Collins renovated a second apartment building and added mothers and children to the Lotus family. But when she proposed building Lotus Village for $25 million, there were pessimists again. Some said she’d never raise the money. She did.
She tapped her connections and enlisted local firms to do work for free — such as the architects at Behar Font, the engineers at m2e, the builders at Civic Construction, the lawyers at Bilzin Sumberg. She sought out Miami’s philanthropists and found new donors. She used her financing knowledge. The village was finished on time and on budget and was named the Urban Land Institute’s 2018 Project of the Year.
“So many cities think homelessness is an overwhelming problem that will take huge amounts of money to fix. But Constance has proven there is enough money to solve it,” said Martin Margulies, the developer and art collector who has been Lotus’ biggest benefactor. He and Collins were married briefly. They remain friends.
Collins is a hands-on leader, says her staff. It was her idea to conduct studies at Lotus Village comparing different types of parent-child and trauma therapies. She was appalled that no such research had been done with homeless children, so she contacted FIU psychology professor Paulo Graziano and offered Lotus Village as the perfect setting to do it.
“Constance was involved in every step, every sentence. She’s even an author on it,” Graziano said. “Sometimes we had disagreements — no, the data doesn’t say that so I can’t write that — but always in a good spirit of teamwork. Most shelters won’t cooperate on trials; it’s too chaotic or their clients don’t stay long enough.
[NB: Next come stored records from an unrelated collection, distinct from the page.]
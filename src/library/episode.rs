//! Episode numbers: a numeric sort key derived from a track title.
//!
//! Audiobook chapters are named inconsistently ("第3集", "Chapter 7",
//! "三十五", "Book II 12"), so the catalog stores `part * 10000 + episode`
//! and sorts on that. Parts come from "第N部/季/卷/册" markers or a Roman
//! numeral; episodes from "第N集/章/节/话/回" markers, else the first Arabic
//! number, else the first Chinese numeral.

const PART_MARKERS: &[char] = &['部', '季', '卷', '册'];
const EPISODE_MARKERS: &[char] = &['集', '章', '节', '话', '回'];

const PART_NUMERALS: &str = "一二三四五六七八九十百";
const EPISODE_NUMERALS: &str = "一二三四五六七八九十百千万两";
const BARE_NUMERALS: &str = "一二三四五六七八九十百千万";

const ASCII_ROMAN: &[&str] = &["I", "II", "III", "IV", "V", "VI", "VII", "VIII", "IX", "X"];

/// Derive the sort key for a title.
pub fn extract_episode_number(title: &str) -> i64 {
    let mut part = roman_part(title).unwrap_or(0);

    let part_marker = find_marker(title, PART_NUMERALS, PART_MARKERS);
    if let Some(marker) = &part_marker {
        part = numeral_value(marker.value);
    }

    // A digit part number would otherwise be read as the episode
    let search = match &part_marker {
        Some(marker) if is_digits(marker.value) => title.replacen(marker.matched, "", 1),
        _ => title.to_string(),
    };

    let episode = if let Some(marker) = find_marker(&search, EPISODE_NUMERALS, EPISODE_MARKERS) {
        numeral_value(marker.value)
    } else if let Some(digits) = first_digit_run(&search, 4) {
        parse_digits(digits)
    } else if let Some(run) = first_run_of(&search, BARE_NUMERALS) {
        chinese_to_number(run)
    } else {
        0
    };

    part.saturating_mul(10_000).saturating_add(episode)
}

/// Read a Chinese numeral, right to left.
///
/// Digits accumulate at the current unit. A unit larger than any seen so
/// far replaces the multiplier; a smaller one multiplies it ("二十万" is
/// 200000). Consequently a leading bare "十" contributes nothing: "十五"
/// reads as 5 and "十" as 0. Unknown characters are ignored.
pub fn chinese_to_number(chinese: &str) -> i64 {
    let mut num: i64 = 0;
    let mut unit: i64 = 1;
    let mut last_unit: i64 = 1;

    for c in chinese.chars().rev() {
        let Some(value) = numeral(c) else {
            continue;
        };
        if value >= 10 {
            if value > last_unit {
                last_unit = value;
                unit = value;
            } else {
                unit = unit.saturating_mul(value);
            }
        } else {
            num = num.saturating_add(value.saturating_mul(unit));
        }
    }

    num
}

fn numeral(c: char) -> Option<i64> {
    Some(match c {
        '零' | '〇' => 0,
        '一' => 1,
        '二' | '两' => 2,
        '三' => 3,
        '四' => 4,
        '五' => 5,
        '六' => 6,
        '七' => 7,
        '八' => 8,
        '九' => 9,
        '十' => 10,
        '百' => 100,
        '千' => 1000,
        '万' => 10_000,
        _ => return None,
    })
}

struct Marker<'a> {
    /// Whole "第 N 部" span
    matched: &'a str,
    /// The N
    value: &'a str,
}

/// Leftmost `第 <numeral> <marker>` with optional whitespace around the
/// numeral.
fn find_marker<'a>(title: &'a str, numerals: &str, markers: &[char]) -> Option<Marker<'a>> {
    for (start, c) in title.char_indices() {
        if c != '第' {
            continue;
        }

        let after = title[start + c.len_utf8()..].trim_start();
        let value_len: usize = after
            .chars()
            .take_while(|ch| ch.is_ascii_digit() || numerals.contains(*ch))
            .map(char::len_utf8)
            .sum();
        if value_len == 0 {
            continue;
        }

        let tail = after[value_len..].trim_start();
        if let Some(m) = tail.chars().next()
            && markers.contains(&m)
        {
            let end = title.len() - tail.len() + m.len_utf8();
            return Some(Marker {
                matched: &title[start..end],
                value: &after[..value_len],
            });
        }
    }
    None
}

/// Leftmost Roman numeral part indicator.
///
/// Either a single Unicode numeral (Ⅰ-Ⅹ, any case) anywhere, or an ASCII
/// numeral I-X with whitespace on both sides.
fn roman_part(title: &str) -> Option<i64> {
    let chars: Vec<char> = title.chars().collect();

    for (i, &c) in chars.iter().enumerate() {
        let upper = c.to_uppercase().next().unwrap_or(c);
        if ('\u{2160}'..='\u{2169}').contains(&upper) {
            return Some(i64::from(u32::from(upper) - 0x2160 + 1));
        }

        if !is_separator(c) {
            continue;
        }
        let token: String = chars[i + 1..]
            .iter()
            .take_while(|ch| matches!(ch.to_ascii_uppercase(), 'I' | 'V' | 'X'))
            .map(|ch| ch.to_ascii_uppercase())
            .collect();
        let followed_by_separator = chars
            .get(i + 1 + token.len())
            .is_some_and(|ch| is_separator(*ch));
        if followed_by_separator
            && let Some(pos) = ASCII_ROMAN.iter().position(|r| *r == token)
        {
            return Some(pos as i64 + 1);
        }
    }
    None
}

fn is_separator(c: char) -> bool {
    c.is_whitespace() || c == '\u{8}'
}

fn first_digit_run(s: &str, max_len: usize) -> Option<&str> {
    let start = s.find(|c: char| c.is_ascii_digit())?;
    let len = s[start..]
        .chars()
        .take(max_len)
        .take_while(char::is_ascii_digit)
        .count();
    Some(&s[start..start + len])
}

fn first_run_of<'a>(s: &'a str, alphabet: &str) -> Option<&'a str> {
    let start = s.find(|c: char| alphabet.contains(c))?;
    let len: usize = s[start..]
        .chars()
        .take_while(|c| alphabet.contains(*c))
        .map(char::len_utf8)
        .sum();
    Some(&s[start..start + len])
}

fn is_digits(s: &str) -> bool {
    !s.is_empty() && s.chars().all(|c| c.is_ascii_digit())
}

fn parse_digits(s: &str) -> i64 {
    s.parse().unwrap_or(i64::MAX)
}

fn numeral_value(value: &str) -> i64 {
    if is_digits(value) {
        parse_digits(value)
    } else {
        chinese_to_number(value)
    }
}


/// Property-based tests using proptest
#[cfg(test)]
mod proptests {
    use super::*;
    use proptest::prelude::*;

    proptest! {
        /// Same title, same key
        #[test]
        fn extraction_is_deterministic(title in "\\PC{0,40}") {
            prop_assert_eq!(extract_episode_number(&title), extract_episode_number(&title));
        }

        /// Every episode of a later part sorts after every episode of an earlier one
        #[test]
        fn later_parts_sort_after_earlier_parts(
            p1 in 1i64..50,
            gap in 1i64..50,
            e1 in 0i64..10_000,
            e2 in 0i64..10_000,
        ) {
            let p2 = p1 + gap;
            let a = extract_episode_number(&format!("第{p1}部第{e1}集"));
            let b = extract_episode_number(&format!("第{p2}部第{e2}集"));
            prop_assert!(a < b, "{} !< {}", a, b);
        }

        /// Plain digit titles sort numerically
        #[test]
        fn digit_titles_keep_their_value(n in 0i64..10_000) {
            prop_assert_eq!(extract_episode_number(&format!("Chapter {n}")), n);
        }
    }
}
Constance understands how important it is to develop evidence-based treatment that works.”
Born in Detroit, Collins graduated from Trinity College in Connecticut and earned her law degree from the University of Colorado at Boulder. When she’s not at Lotus Village, she enjoys cycling, hiking, kayaking, beach-combing and “all things wilderness.”
She stays centered via her daily meditation practice, which “is my refuge and reminds me to rest on the firm ground of emptiness.”
Collins is driven by the hope of her guests and the generosity of Miami.
“I believe we exist to love,” she said. “Being in service, ending homelessness, supporting, nurturing and uplifting women and children is simply about love.”